Su vida junto a Fernán Gómez
La vida le cambió cuando conoció a Fernando Fernán-Gómez. Fue en 1970, durante el rodaje de la película Pierna creciente, falda menguante. Ella era veinticinco años más joven. Él supo que había encontrado a su “compañera de vida”: “Diez años después, me abandonó”, contaba el genio en sus memorias. “Un año más tarde, ante mi insistencia, volvió conmigo”. Para él ese tiempo fue una suerte de orfandad; ella optó por tildarlo de “año sabático”. En ese lapso tuvo una relación estrecha con Juan Benet. Luego regresó al amor de su vida y nunca más volvieron a separarse.
Llegó Nosotros que fuimos tan felices (Antonio Drove); Bruja más que bruja (de Fernán-Gómez); Tigres de papel (de Fernando Colomo, donde interpretó a la anarquista que era); Mambrú se fue a la guerra, El viaje a ninguna parte y El mar y el tiempo, de nuevo a las órdenes del que también era su mejor amigo. Escribió nueve libros; el último, Magia amorosa para desesperadas y desesperados, en 2014.
Dicen que pudo llegar más lejos pero prefirió proteger el cordón umbilical que la unía a Fernando. Llegaron a reprocharle que esa relación la afeó. Ella se reía y decía que de qué servía estancarse. Para qué estar siempre guapa. Ya no le interesaba sentirse deseada; no ante las cámaras, al menos. Tenía una mano que agarrar y unos ojos pequeños que mirar hondo.
Dicen que pudo llegar más lejos pero prefirió quedarse cuidando el cordón umbilical que la unía a Fernando
“Me pasé 15 años gorda para no hacer cine y cuidar de Fernando”, explicó. Pronto remataba: “Tuve la mejor vida posible porque intenté que la de él también fuera así, me sentía bien porque era lo que quería hacer”. Desapareció la diosa y no le importó. La quiso dinamitar hasta tal punto que un día se rapó el pelo al cero y la gente creyó que era efecto de una quimioterapia.

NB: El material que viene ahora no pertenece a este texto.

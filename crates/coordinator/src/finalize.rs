//! Winner finalization.
//!
//! Reads the authoritative leader, derives the decrypt permission for
//! `(highest_bid_handle, current_leader)` and submits the finalize
//! instruction naming both. The program rejects a stale leader or permission;
//! that rejection is retried after a fresh read, up to `stale_retries` times.

use tracing::{info, warn};

use sealbid_program::Instruction;
use sealbid_types::short_address;
use sealbid_types::Address;

use crate::config::CoordinatorConfig;
use crate::error::{Attempt, CoordinatorError};
use crate::identity::SigningIdentity;
use crate::ledger::{fetch_snapshot, sign_and_submit, Ledger};
use crate::state_machine::{Action, AuctionSnapshot, AuctionStateMachine};

pub struct FinalizationCoordinator<'a, L: Ledger + ?Sized> {
    ledger: &'a L,
    config: &'a CoordinatorConfig,
}

impl<'a, L: Ledger + ?Sized> FinalizationCoordinator<'a, L> {
    pub fn new(ledger: &'a L, config: &'a CoordinatorConfig) -> Self {
        Self { ledger, config }
    }

    /// Finalize the current leader as winner. Returns the refreshed auction.
    pub async fn finalize(
        &self,
        identity: &dyn SigningIdentity,
        auction: &Address,
    ) -> Result<AuctionSnapshot, CoordinatorError> {
        let caller = identity.address();
        let mut retries = 0;

        loop {
            let attempt = Attempt::new(Action::FinalizeWinner, caller);
            let snapshot = fetch_snapshot(self.ledger, self.config, &attempt, auction).await?;
            AuctionStateMachine::check(&snapshot, Action::FinalizeWinner, &caller)?;

            let leader = snapshot.auction.current_leader;
            let handle = snapshot.auction.highest_bid_handle;
            let permission = self.config.permission_deriver().permission_address(handle, &leader);

            let attempt = attempt.in_state(snapshot.state());
            let instruction = Instruction::FinalizeWinner {
                auction: *auction,
                permission,
                leader,
            };

            match sign_and_submit(self.ledger, self.config, identity, &attempt, instruction).await {
                Ok(_) => {
                    info!(
                        auction = %short_address(auction),
                        winner = %short_address(&leader),
                        permission = %short_address(&permission),
                        "Winner finalized"
                    );
                    return fetch_snapshot(self.ledger, self.config, &attempt, auction).await;
                }
                Err(e @ CoordinatorError::StaleState { .. }) if retries < self.config.stale_retries => {
                    retries += 1;
                    warn!(
                        auction = %short_address(auction),
                        retry = retries,
                        error = %e,
                        "Leader moved before finalization, re-reading"
                    );
                }
                Err(e) => return Err(e),
            }
        }
    }
}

Cuando Fernán-Gómez se fue, la mayoría de sus amigos comunes ya habían muerto. Emma se quedó sola, viviendo en un monte raro, pequeño y bajo, en una urbanización con nombre de isla y en una calle llamada Luna. “Es como si fuese ninguna parte”, rumiaba. “Vamos, vivo en la Luna”. Nunca quiso ser madre. Apenas fue esposa; mejor, estoica cómplice. Tampoco pedía visitas. “Sola estoy, pero no me siento. Estoy con las hormigas salvajes, con los pájaros, con los libros...”. Ha muerto a los 69 años después de que la venciese un cáncer que había ocultado a casi todos sus seres queridos.